▼▼▼

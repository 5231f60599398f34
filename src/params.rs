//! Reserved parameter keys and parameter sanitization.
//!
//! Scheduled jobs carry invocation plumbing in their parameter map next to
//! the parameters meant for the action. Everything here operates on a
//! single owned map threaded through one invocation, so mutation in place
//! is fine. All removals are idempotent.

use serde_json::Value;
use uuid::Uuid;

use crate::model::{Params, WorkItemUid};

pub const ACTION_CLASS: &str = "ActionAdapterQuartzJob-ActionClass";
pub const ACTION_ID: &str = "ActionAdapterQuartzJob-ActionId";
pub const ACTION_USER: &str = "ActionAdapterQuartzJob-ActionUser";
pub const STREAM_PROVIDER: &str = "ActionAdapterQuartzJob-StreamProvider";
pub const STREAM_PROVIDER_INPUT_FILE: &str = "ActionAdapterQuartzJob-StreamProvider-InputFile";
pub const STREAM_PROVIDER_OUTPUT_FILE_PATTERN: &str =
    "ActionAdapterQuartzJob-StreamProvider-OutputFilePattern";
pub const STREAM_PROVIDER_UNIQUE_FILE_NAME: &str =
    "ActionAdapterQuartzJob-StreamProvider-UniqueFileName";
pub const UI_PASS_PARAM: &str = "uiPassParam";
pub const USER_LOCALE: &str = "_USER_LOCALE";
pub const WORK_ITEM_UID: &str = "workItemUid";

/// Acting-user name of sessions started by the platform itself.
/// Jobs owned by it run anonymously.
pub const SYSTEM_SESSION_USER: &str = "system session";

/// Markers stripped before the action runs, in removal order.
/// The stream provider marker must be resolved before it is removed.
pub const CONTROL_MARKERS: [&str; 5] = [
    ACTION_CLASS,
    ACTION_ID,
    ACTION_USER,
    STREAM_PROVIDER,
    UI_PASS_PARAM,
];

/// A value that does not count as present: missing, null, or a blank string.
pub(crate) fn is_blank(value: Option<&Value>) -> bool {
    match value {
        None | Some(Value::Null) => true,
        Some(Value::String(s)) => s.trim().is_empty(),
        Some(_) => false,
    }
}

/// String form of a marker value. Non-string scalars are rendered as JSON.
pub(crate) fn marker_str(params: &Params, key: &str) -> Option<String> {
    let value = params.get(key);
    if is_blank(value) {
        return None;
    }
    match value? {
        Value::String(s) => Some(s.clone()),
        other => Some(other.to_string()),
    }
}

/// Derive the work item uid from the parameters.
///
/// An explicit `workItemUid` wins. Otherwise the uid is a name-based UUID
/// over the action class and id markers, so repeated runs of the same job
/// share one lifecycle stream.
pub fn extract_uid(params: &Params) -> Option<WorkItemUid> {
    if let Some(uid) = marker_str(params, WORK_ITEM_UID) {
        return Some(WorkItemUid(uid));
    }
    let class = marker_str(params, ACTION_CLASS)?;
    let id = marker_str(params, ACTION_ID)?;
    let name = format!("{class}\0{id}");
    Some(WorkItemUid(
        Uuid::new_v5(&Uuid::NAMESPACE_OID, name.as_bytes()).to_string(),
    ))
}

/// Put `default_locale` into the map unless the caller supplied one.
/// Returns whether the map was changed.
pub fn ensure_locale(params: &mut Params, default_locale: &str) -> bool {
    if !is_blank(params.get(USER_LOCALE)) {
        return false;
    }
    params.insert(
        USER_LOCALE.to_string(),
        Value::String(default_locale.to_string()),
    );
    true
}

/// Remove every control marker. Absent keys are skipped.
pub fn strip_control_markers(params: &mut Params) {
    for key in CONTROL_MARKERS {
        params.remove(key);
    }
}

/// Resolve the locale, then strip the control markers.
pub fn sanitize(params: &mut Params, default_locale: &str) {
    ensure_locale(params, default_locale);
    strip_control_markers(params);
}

▲▲▲
▼▼▼

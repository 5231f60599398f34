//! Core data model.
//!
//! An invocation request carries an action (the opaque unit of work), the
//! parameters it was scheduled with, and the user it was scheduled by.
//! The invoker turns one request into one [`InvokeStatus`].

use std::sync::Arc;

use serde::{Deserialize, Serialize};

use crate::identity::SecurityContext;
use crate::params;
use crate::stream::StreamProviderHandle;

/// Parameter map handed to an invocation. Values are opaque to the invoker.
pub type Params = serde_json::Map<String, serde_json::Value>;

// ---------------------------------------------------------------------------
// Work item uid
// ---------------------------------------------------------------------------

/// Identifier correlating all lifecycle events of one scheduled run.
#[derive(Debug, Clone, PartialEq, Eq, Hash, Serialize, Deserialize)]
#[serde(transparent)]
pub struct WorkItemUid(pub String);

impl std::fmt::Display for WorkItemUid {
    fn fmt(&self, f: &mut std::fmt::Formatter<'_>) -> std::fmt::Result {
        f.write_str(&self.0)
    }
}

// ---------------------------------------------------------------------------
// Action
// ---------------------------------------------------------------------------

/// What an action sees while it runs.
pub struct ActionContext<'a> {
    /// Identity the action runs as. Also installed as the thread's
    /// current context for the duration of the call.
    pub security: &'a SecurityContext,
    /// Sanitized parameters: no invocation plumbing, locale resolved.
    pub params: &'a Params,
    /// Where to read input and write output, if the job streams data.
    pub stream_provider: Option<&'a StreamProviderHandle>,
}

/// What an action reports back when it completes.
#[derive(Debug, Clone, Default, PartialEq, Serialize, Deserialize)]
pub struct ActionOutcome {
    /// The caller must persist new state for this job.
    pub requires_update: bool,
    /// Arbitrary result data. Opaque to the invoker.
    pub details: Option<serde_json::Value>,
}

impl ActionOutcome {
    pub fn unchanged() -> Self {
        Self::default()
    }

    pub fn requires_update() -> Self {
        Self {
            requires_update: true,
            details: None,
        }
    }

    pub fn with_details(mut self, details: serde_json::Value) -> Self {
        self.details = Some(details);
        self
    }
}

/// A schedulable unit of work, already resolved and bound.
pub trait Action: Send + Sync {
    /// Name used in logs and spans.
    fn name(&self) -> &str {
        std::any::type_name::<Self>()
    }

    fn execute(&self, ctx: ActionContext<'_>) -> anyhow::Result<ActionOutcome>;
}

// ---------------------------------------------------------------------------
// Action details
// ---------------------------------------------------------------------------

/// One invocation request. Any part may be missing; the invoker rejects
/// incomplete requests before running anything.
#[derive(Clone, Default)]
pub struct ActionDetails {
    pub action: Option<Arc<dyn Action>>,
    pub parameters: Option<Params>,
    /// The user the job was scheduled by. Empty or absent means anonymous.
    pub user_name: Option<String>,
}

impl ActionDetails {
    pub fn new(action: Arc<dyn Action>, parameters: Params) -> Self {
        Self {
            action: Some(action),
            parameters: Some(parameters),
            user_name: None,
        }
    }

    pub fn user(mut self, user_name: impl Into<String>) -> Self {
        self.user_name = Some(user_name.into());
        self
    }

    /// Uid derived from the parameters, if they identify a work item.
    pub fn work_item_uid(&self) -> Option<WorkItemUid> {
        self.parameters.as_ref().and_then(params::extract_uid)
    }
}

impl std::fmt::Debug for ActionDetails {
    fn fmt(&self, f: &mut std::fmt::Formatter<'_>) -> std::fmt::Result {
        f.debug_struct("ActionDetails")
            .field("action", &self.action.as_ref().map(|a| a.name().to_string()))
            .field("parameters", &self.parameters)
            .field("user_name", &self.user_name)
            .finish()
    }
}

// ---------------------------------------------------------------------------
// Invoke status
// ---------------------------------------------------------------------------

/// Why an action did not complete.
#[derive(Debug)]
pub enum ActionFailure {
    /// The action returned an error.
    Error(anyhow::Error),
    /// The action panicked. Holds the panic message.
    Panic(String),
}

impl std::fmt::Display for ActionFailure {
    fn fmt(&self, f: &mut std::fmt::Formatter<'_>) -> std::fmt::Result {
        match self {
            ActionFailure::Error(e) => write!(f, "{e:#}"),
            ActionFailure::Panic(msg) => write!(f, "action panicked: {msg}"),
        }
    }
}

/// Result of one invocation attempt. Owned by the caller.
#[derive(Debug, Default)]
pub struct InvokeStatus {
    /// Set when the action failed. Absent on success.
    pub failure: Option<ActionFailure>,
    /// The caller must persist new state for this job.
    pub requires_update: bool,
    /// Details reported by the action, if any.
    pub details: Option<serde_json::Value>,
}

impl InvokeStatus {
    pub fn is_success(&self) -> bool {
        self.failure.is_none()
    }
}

▲▲▲

Extract from the listing above the lines between the line containing "pub fn user(mut" and the line containing "pub fn work_item_uid(&self)", keeping both of those lines. Output nothing else.

    pub fn user(mut self, user_name: impl Into<String>) -> Self {
        self.user_name = Some(user_name.into());
        self
    }

    /// Uid derived from the parameters, if they identify a work item.
    pub fn work_item_uid(&self) -> Option<WorkItemUid> {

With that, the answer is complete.